Ainsi, notre liberté est indéniablement liée. Nous avons intérêt à vivre dignement dans le respect mutuel, sinon la Mauritanie court un risque d’effondrement. Comme le disait Nelson Mandela: «J’ai vu qu’il n’y avait pas que ma liberté à être réduite, il y avait aussi celle de tous ceux qui me ressemblaient. […]. C’est alors que ma faim de liberté personnelle est devenue faim de liberté pour mon peuple. C’est ce désir de liberté pour que mon people vive sa vie dans la dignité et la fierté qui a transformé un jeune effrayé en quelqu’un d’audacieux, qui a conduit cet avocat respectueux des lois à devenir un criminel, qui a transformé un mari aimant sa famille en errant, qui a obligé un homme amoureux de la vie à vivre en moine. […]. La liberté est indivisible, les chaînes que portait un de mes compatriotes, tous les portaient, les chaines que tous portaient, je les portais aussi ».

Conclusion

L’arrestation et l’emprisonnement arbitraire de Biram ne sont que des dissuasions de la part d’un système raciste pour inciter à abandonner le combat contre l’esclavage.

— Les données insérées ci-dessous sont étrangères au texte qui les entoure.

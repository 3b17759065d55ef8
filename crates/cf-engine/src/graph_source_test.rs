use super::*;

fn edges() -> Vec<GraphEdge> {
    vec![
        GraphEdge::new("a", "b"),
        GraphEdge::new("b", "c"),
        GraphEdge::new("x", "y"),
    ]
}

#[tokio::test]
async fn test_closure_around_seed() {
    let source = StaticGraphSource::new(edges());
    let graph = source
        .dependent_graph(&["a".to_string()])
        .await
        .unwrap();

    assert_eq!(graph.len(), 2);
    assert!(graph.iter().all(|e| e.from_field_id != "x"));
}

#[tokio::test]
async fn test_closure_reaches_upstream_from_downstream_seed() {
    let source = StaticGraphSource::new(edges());
    let graph = source
        .dependent_graph(&["c".to_string()])
        .await
        .unwrap();

    assert_eq!(graph.len(), 2);
}

#[tokio::test]
async fn test_unknown_seed_yields_no_edges() {
    let source = StaticGraphSource::new(edges());
    let graph = source
        .dependent_graph(&["zzz".to_string()])
        .await
        .unwrap();

    assert!(graph.is_empty());
}
//! Shared test utilities for cf-engine

use crate::compute::ValueComputer;
use crate::error::EngineResult;
use cf_core::{
    DbColumnType, FieldDescriptor, FieldType, LookupSpec, Relationship,
};
use cf_store::RecordRow;
use serde_json::{json, Value};

/// Create a plain (non-computed) number field
pub(crate) fn plain_field(id: &str, table: &str, column: &str) -> FieldDescriptor {
    FieldDescriptor {
        id: id.to_string(),
        table_id: table.to_string(),
        field_type: FieldType::Number,
        is_computed: false,
        lookup: None,
        db_column_name: column.to_string(),
        db_column_type: DbColumnType::Real,
    }
}

/// Create a self-relationship formula field
pub(crate) fn formula_field(id: &str, table: &str, column: &str) -> FieldDescriptor {
    FieldDescriptor {
        field_type: FieldType::Formula,
        is_computed: true,
        ..plain_field(id, table, column)
    }
}

/// Create a computed lookup/rollup field reading through a relationship
pub(crate) fn lookup_field(
    id: &str,
    table: &str,
    column: &str,
    relationship: Relationship,
    foreign_table: &str,
    key_column: &str,
    lookup_field_id: &str,
) -> FieldDescriptor {
    FieldDescriptor {
        field_type: FieldType::Rollup,
        is_computed: true,
        lookup: Some(LookupSpec {
            relationship,
            foreign_table_id: foreign_table.to_string(),
            foreign_key_column: key_column.to_string(),
            lookup_field_id: lookup_field_id.to_string(),
        }),
        ..plain_field(id, table, column)
    }
}

/// Test value computer.
///
/// Formula fields double the `a` column; many-to-one lookups take the single
/// looked-up value; one-to-many rollups sum the looked-up numbers.
pub(crate) struct TestComputer;

impl ValueComputer for TestComputer {
    fn compute(
        &self,
        field: &FieldDescriptor,
        record: &RecordRow,
        lookup_values: &[Value],
    ) -> EngineResult<Value> {
        match &field.lookup {
            Some(spec) if spec.relationship == Relationship::ManyToOne => {
                Ok(lookup_values.first().cloned().unwrap_or(Value::Null))
            }
            Some(_) => {
                let sum: f64 = lookup_values.iter().filter_map(Value::as_f64).sum();
                Ok(json!(sum))
            }
            None => match record.fields.get("a").and_then(Value::as_f64) {
                Some(a) => Ok(json!(a * 2.0)),
                None => Ok(Value::Null),
            },
        }
    }
}
//! Batched record loading
//!
//! Materializes the origin, affected, and dependent record sets with one
//! read per physical table, keyed by record id. Only the columns the
//! snapshot's fields require are fetched.

use crate::error::EngineResult;
use crate::expand::RecordRefItem;
use crate::origin::RecordRef;
use crate::snapshot::SchemaSnapshot;
use cf_store::{RecordRow, TableStore};
use std::collections::{BTreeMap, HashMap, HashSet};

/// table name -> record id -> loaded row
pub type RecordsByTable = HashMap<String, BTreeMap<String, RecordRow>>;

/// Load every referenced record, one batched read per physical table.
/// Tables with no referenced records are skipped entirely.
pub async fn load_record_batches(
    store: &dyn TableStore,
    origins: &[RecordRef],
    affected: &[RecordRefItem],
    dependent: &[RecordRefItem],
    snapshot: &SchemaSnapshot,
) -> EngineResult<RecordsByTable> {
    let mut ids_by_table: BTreeMap<String, Vec<String>> = BTreeMap::new();
    let mut seen: HashSet<(String, String)> = HashSet::new();

    let mut push = |table: &str, id: &str, ids_by_table: &mut BTreeMap<String, Vec<String>>| {
        if seen.insert((table.to_string(), id.to_string())) {
            ids_by_table
                .entry(table.to_string())
                .or_default()
                .push(id.to_string());
        }
    };

    for r in origins {
        push(&r.table_name, &r.id, &mut ids_by_table);
    }
    for r in affected {
        push(&r.table_name, &r.id, &mut ids_by_table);
    }
    for r in dependent {
        push(&r.table_name, &r.id, &mut ids_by_table);
    }

    let mut records: RecordsByTable = HashMap::new();
    for (table, ids) in ids_by_table {
        if ids.is_empty() {
            continue;
        }
        let columns = snapshot.required_columns(&table)?;
        let rows = store.read_records(&table, &ids, &columns).await?;
        let keyed = rows.into_iter().map(|row| (row.id.clone(), row)).collect();
        records.insert(table, keyed);
    }

    Ok(records)
}

#[cfg(test)]
#[path = "loader_test.rs"]
mod tests;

Mais dans la vie des grands hommes, rares sont ceux que la prison a détourné de la mission dont ils sont investis. Au contraire, Biram et ses codétenus souffrent certes d’une privation de liberté, mais ils sortiront renforcés, avec une parole à la dimension prophétique pour libérer l’opprimé et l’oppresseur en Mauritanie. Ainsi, Biram, un homme au destin exceptionnel par son courage, sa bravoure et son sens du sacrifice pour une Mauritanie juste, mérite sa place auprès des personnages mythiques tels que Nelson Mandela en Afrique du Sud, Martin Luther King aux Etats-Unis, Mahatma Gandhi en Inde et Thomas Sankara au Burkina Faso.